Oltre oltre agli stimolatori midollari classici nel trattamento del dolore cronico, composti da un apparecchio posizionato sotto la cute dell’addome e un elettrodo che agisce sullo spazio epidurale del midollo, c’è poi la lunga storia dei device cardiaci: i pacemaker sono impiantati da più di 60 anni, ma lo scenario sta cambiando: «Fino a un paio di anni fa, lo standard per curare diversi tipi di aritmie consisteva nell’inserire gli elettrodi terminali del pacemaker in un punto qualsiasi del ventricolo destro, generalmente l’apice» spiega Antonio Frontera, responsabile Elettrofisiologia dell’IRCCS Istituto clinico Humanitas di Milano. «Negli ultimi tre anni, studi internazionali hanno dimostrato che la stimolazione selettiva della branca sinistra migliora la prognosi. Adesso, quindi, cerchiamo di posizionare gli elettrodi esattamente a valle del blocco, proprio dove prima passava l’impulso che, a causa della patologia, non passa più».
Questo tipo di intervento (Humanitas è stato tra i primi centri in Italia ad effettuarlo) comporta solo un allungamento dei tempi operatori, ma il vantaggio è ripristinare esattamente la condizione fisiologica delle vie elettriche del cuore, consentendo un migliore prognosi e una diminuzione dei pazienti che possono comunque andare incontro a scompenso cardiaco.
Sempre in Humanitas, l’équipe di Cardiologia interventistica ha appena realizzato l’impianto di una nuova protesi per l’insufficienza valvolare mitralica.

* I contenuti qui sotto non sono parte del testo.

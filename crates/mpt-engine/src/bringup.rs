//! Bring-up: taking a controller from whatever state it is in to OPERATIONAL.
//!
//! A pass runs the phases in order (ready, facts, queues, init, firmware, events) and is shared
//! by the first attach, an explicit re-initialization and recovery. Work that only makes sense
//! once (port facts, queue sizing, DMA allocation) is skipped on later passes.

use std::time::Duration;

use mpt_protocol::{
    AddressWidth, DefaultReply, DoorbellFunction, DoorbellStatus, EventAckRequest,
    EventNotificationRequest, IocFactsReply, IocFactsRequest, IocInitRequest, IocState, IocStatus,
    PortEnableRequest, PortFactsReply, PortFactsRequest, Register, TaskMgmtRequest, WhoInit,
    WireError,
};
use mpt_protocol::regs::{HostInterruptMask, DOORBELL_FUNCTION_SHIFT};

use crate::arena::FrameArena;
use crate::chain::ChainPool;
use crate::config::IocConfig;
use crate::error::{BringUpError, DmaError, Unavailable};
use crate::ioc::{Ioc, Queues, Sizing};
use crate::poll::{poll_until, retry};
use crate::sync::lock;

/// Where the controller is in its life cycle, as far as the engine knows.
#[derive(Debug, Clone, Copy, PartialEq, Eq, Hash)]
pub enum Phase {
    Down,
    MakingReady,
    NegotiatingFacts,
    PrimingQueues,
    Initializing,
    UploadingFirmware,
    EnablingEvents,
    Operational,
    Faulted,
    Recovering,
    Dead,
}

const REPLY_SCRATCH: usize = 128;
const DMA_ALIGN: usize = 16;
const FOUR_GIB: u64 = 1 << 32;

/// The largest request the engine itself puts on a frame.
const MIN_FRAME_SIZE: usize = max(
    TaskMgmtRequest::SIZE,
    max(EventNotificationRequest::SIZE, EventAckRequest::SIZE),
);

const fn max(a: usize, b: usize) -> usize {
    if a > b {
        a
    } else {
        b
    }
}

/// Derives queue sizes from the configured caps and what the controller reports.
pub(crate) fn derive_sizing(
    config: &IocConfig,
    facts: &IocFactsReply,
) -> Result<Sizing, BringUpError> {
    fn cap<T: Ord + Copy + Default>(configured: T, reported: T) -> T {
        if reported == T::default() {
            configured
        } else {
            configured.min(reported)
        }
    }
    let frame_size = cap(config.frame_size, facts.request_frame_size as usize * 4);
    if frame_size < MIN_FRAME_SIZE || frame_size % 4 != 0 {
        return Err(BringUpError::FrameTooSmall {
            frame_size,
            min: MIN_FRAME_SIZE,
        });
    }
    Ok(Sizing {
        frame_size,
        request_depth: cap(config.max_request_depth, facts.global_credits),
        reply_depth: cap(config.max_reply_depth, facts.reply_queue_depth),
        reply_frame_size: config.reply_frame_size,
        chain_depth: cap(config.max_chain_depth, facts.max_chain_depth),
    })
}

fn check_status(step: &'static str, status: IocStatus, log_info: u32) -> Result<(), BringUpError> {
    if status.is_success() {
        Ok(())
    } else {
        Err(BringUpError::Status {
            step,
            status,
            log_info,
        })
    }
}
//! Host memory as the simulated controller sees it: one flat window handed out by a bump
//! allocator. Accesses outside what has been allocated read as zero and are otherwise ignored.

use mpt_engine::{DmaError, DmaRegion};

pub struct DmaMemory {
    base: u64,
    limit: usize,
    bytes: Vec<u8>,
}

impl DmaMemory {
    pub fn new(base: u64, limit: usize) -> Self {
        DmaMemory {
            base,
            limit,
            bytes: Vec::new(),
        }
    }

    pub fn base(&self) -> u64 {
        self.base
    }

    /// Bytes handed out so far, including alignment padding.
    pub fn used(&self) -> usize {
        self.bytes.len()
    }

    pub fn alloc(&mut self, len: usize, align: usize) -> Result<DmaRegion, DmaError> {
        let align = align.max(1) as u64;
        let start = (self.base + self.bytes.len() as u64).next_multiple_of(align);
        let end = start + len as u64;
        let size = (end - self.base) as usize;
        if size > self.limit {
            return Err(DmaError::OutOfMemory { len });
        }
        self.bytes.resize(size, 0);
        Ok(DmaRegion {
            bus_addr: start,
            len,
        })
    }

    fn range(&self, addr: u64, len: usize) -> Option<std::ops::Range<usize>> {
        let start = usize::try_from(addr.checked_sub(self.base)?).ok()?;
        let end = start.checked_add(len)?;
        (end <= self.bytes.len()).then_some(start..end)
    }

    pub fn read(&self, addr: u64, buf: &mut [u8]) -> bool {
        match self.range(addr, buf.len()) {
            Some(r) => {
                buf.copy_from_slice(&self.bytes[r]);
                true
            }
            None => {
                buf.fill(0);
                false
            }
        }
    }

    pub fn write(&mut self, addr: u64, data: &[u8]) -> bool {
        match self.range(addr, data.len()) {
            Some(r) => {
                self.bytes[r].copy_from_slice(data);
                true
            }
            None => false,
        }
    }

    pub fn read_vec(&self, addr: u64, len: usize) -> Vec<u8> {
        let mut buf = vec![0u8; len];
        self.read(addr, &mut buf);
        buf
    }
}

#[cfg(test)]
mod tests {
    use super::*;

    #[test]
    fn allocations_are_aligned_and_disjoint() {
        let mut mem = DmaMemory::new(0x1000_0000, 4096);
        let a = mem.alloc(10, 16).unwrap();
        let b = mem.alloc(32, 64).unwrap();
        assert_eq!(a.bus_addr, 0x1000_0000);
        assert_eq!(b.bus_addr % 64, 0);
        assert!(b.bus_addr >= a.end());
    }

    #[test]
    fn exhaustion_is_reported() {
        let mut mem = DmaMemory::new(0x1000_0000, 64);
        assert!(mem.alloc(48, 16).is_ok());
        assert_eq!(mem.alloc(48, 16), Err(DmaError::OutOfMemory { len: 48 }));
    }

    #[test]
    fn out_of_window_access_is_ignored() {
        let mut mem = DmaMemory::new(0x1000_0000, 64);
        let r = mem.alloc(16, 4).unwrap();
        assert!(mem.write(r.bus_addr, &[1, 2, 3, 4]));
        assert!(!mem.write(r.bus_addr + 14, &[0; 4]));
        let mut buf = [0xffu8; 4];
        assert!(!mem.read(0x10, &mut buf));
        assert_eq!(buf, [0; 4]);
        assert_eq!(mem.read_vec(r.bus_addr, 4), vec![1, 2, 3, 4]);
    }
}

L’intervento, per via transfemorale e senza incisione chirurgica, costituisce un primato in Europa, offrendo nuove possibilità di cura per i malati non idonei alla riparazione percutanea e chirurgica convenzionale.
«Un’altra grande innovazione nei device cardiaci» racconta Angelo Di Grazia, dirigente medico presso la Cardiologia del Policlinico G. Rodolico di Catania (diretta dal professore Corrado Tamburino) «è il pacemaker Micra: rispetto al dispositivo tradizionale, è una semplice “capsula” senza elettrocateteri, posizionata nella cavità endocardica attraverso la vena femorale. Viene fissato con 4 alette metalliche che gli permettono di agganciarsi all’interno del ventricolo destro. Noi per ora ne inseriamo una quindicina all’anno».
Ci sono poi i defibrillatori impiantabili per le aritmie maligne che potrebbero essere fatali: il loro compito consiste nell’erogare uno shock (di defibrillazione), per salvare il paziente dall’arresto cardiaco.
Ma il nostro corpo non riconosce mai come «estranei» questi device? «No, nella pratica clinica non abbiamo mai riscontrato reazioni allergiche o rigetto» risponde Frontera «né è mai stata descritta in letteratura». Ciò che può succedere, ma in una piccolissima percentuale, è che il paziente non accetti il dispositivo e continuando a «toccare» ripetutamente il punto di impianto riesca a ruotarlo, ingarbugliando i fili. È la sindrome di Twiddler, che spinge a manipolare il dispositivo dall’esterno, anche in modo inconscio; è la nostra mente, assurdamente impegnata a boicottare la tecnologia che, invece, può salvarci la vita.